I don't live close enough to my parents to be a regular caregiver, but when my non-BPD father got ill, I tried to help as much as I could. It was a stressful time for all of us, and my BPD mother's behavior was extremely abusive. Although I visited with the premise of "helping Dad"- he was in the hospital- and he was being cared for there. I realized my role wasn't about helping him- but to take care of BPD mother.

I had not been alone in their house with her for this long since I was a student. For the past several years, both parents were together during visits. As a kid, my parents were able to convince me that BPD mother was "normal" or that I was to blame for her being upset. As an adult, I knew better and what I saw was unmanageable.

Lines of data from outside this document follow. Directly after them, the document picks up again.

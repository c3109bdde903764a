use std::collections::BTreeMap;

use anyhow::{anyhow, Result};

use super::backend::DetectorBackend;
use super::backends::ScriptedBackend;
use crate::config::DetectorSettings;

type BackendFactory = Box<dyn Fn() -> Result<Box<dyn DetectorBackend>> + Send + Sync>;

/// Registry of detector backend factories, keyed by name.
///
/// Backends are built lazily: a model is only loaded when the detection screen
/// asks for it, so a missing model surfaces as an initialization failure of
/// that screen rather than of the whole process.
pub struct BackendRegistry {
    factories: BTreeMap<String, BackendFactory>,
    default_name: Option<String>,
}

impl BackendRegistry {
    pub fn new() -> Self {
        Self {
            factories: BTreeMap::new(),
            default_name: None,
        }
    }

    /// Register a factory. The first registered backend becomes the default.
    pub fn register<F>(&mut self, name: &str, factory: F)
    where
        F: Fn() -> Result<Box<dyn DetectorBackend>> + Send + Sync + 'static,
    {
        if self.default_name.is_none() {
            self.default_name = Some(name.to_string());
        }
        self.factories.insert(name.to_string(), Box::new(factory));
    }

    /// Set default backend by name.
    pub fn set_default(&mut self, name: &str) -> Result<()> {
        if !self.factories.contains_key(name) {
            return Err(anyhow!("backend '{}' not registered", name));
        }
        self.default_name = Some(name.to_string());
        Ok(())
    }

    /// Build a backend by name.
    pub fn create(&self, name: &str) -> Result<Box<dyn DetectorBackend>> {
        let factory = self
            .factories
            .get(name)
            .ok_or_else(|| anyhow!("backend '{}' not registered", name))?;
        factory()
    }

    /// Build the default backend.
    pub fn create_default(&self) -> Result<Box<dyn DetectorBackend>> {
        let name = self
            .default_name
            .as_deref()
            .ok_or_else(|| anyhow!("no detector backend registered"))?;
        self.create(name)
    }

    /// List registered backends.
    pub fn list(&self) -> Vec<String> {
        self.factories.keys().cloned().collect()
    }
}

impl BackendRegistry {
    /// Registry of the backends compiled into this build, configured from
    /// detector settings. Models load when a backend is created.
    pub fn builtin(settings: &DetectorSettings, input_width: u32, input_height: u32) -> Self {
        let mut registry = Self::new();

        let script_path = settings.script_path.clone();
        registry.register("scripted", move || {
            let backend = match &script_path {
                Some(path) => ScriptedBackend::from_file(path)?,
                None => ScriptedBackend::new(Vec::new()),
            };
            Ok(Box::new(backend) as Box<dyn DetectorBackend>)
        });

        #[cfg(feature = "backend-tract")]
        {
            let model_path = settings.model_path.clone();
            let min_confidence = settings.min_confidence;
            registry.register("tract", move || {
                let model_path = model_path
                    .as_deref()
                    .ok_or_else(|| anyhow!("tract backend requires a model path"))?;
                let class_names = super::backends::class_names_for(model_path)?;
                let backend = super::backends::TractBackend::new(
                    model_path,
                    class_names,
                    input_width,
                    input_height,
                )?
                .with_threshold(super::backends::tract::confidence_threshold(min_confidence));
                Ok(Box::new(backend) as Box<dyn DetectorBackend>)
            });
        }
        #[cfg(not(feature = "backend-tract"))]
        let _ = (input_width, input_height);

        registry
    }
}

impl Default for BackendRegistry {
    fn default() -> Self {
        Self::new()
    }
}
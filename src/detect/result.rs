use serde::{Deserialize, Serialize};

use crate::geometry::NormalizedRect;

/// One candidate label for a detection.
#[derive(Clone, Debug, PartialEq, Serialize, Deserialize)]
pub struct LabelScore {
    pub label: String,
    pub confidence: f32,
}

/// Raw output of one detector invocation for a single object.
///
/// `bbox` is normalized to the frame, bottom-left origin.
#[derive(Clone, Debug, PartialEq, Serialize, Deserialize)]
pub struct RawDetection {
    pub labels: Vec<LabelScore>,
    pub bbox: NormalizedRect,
}

impl RawDetection {
    /// Single-label detection, the `(label, confidence, box)` tuple most detectors emit.
    pub fn new(label: impl Into<String>, confidence: f32, bbox: NormalizedRect) -> Self {
        Self {
            labels: vec![LabelScore {
                label: label.into(),
                confidence,
            }],
            bbox,
        }
    }

    /// Highest-confidence label. Ties keep the earlier entry.
    pub fn top_label(&self) -> Option<&LabelScore> {
        self.labels.iter().fold(None, |best: Option<&LabelScore>, candidate| match best {
            Some(current) if current.confidence >= candidate.confidence => Some(current),
            _ => Some(candidate),
        })
    }
}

I think your largest dilemma will be with yourself- the struggle between what you wish to do, what you feel you should do, and still maintain your own emotional well being in a situation that may be emotionally and verbally abusive. I think it is understandable that an elderly loved one might be angry, irritable, frustrated at times but this is not about being tolerant of a relationship that is difficult or inconvenient. None of us would neglect a family member in need because of that.

This situation is different. Mental Illness, verbal and emotional abuse, non cooperation, acting out, raging, irrational behavior that has even challenged trained and licensed caregivers. My BPD mother is abusive to them as well.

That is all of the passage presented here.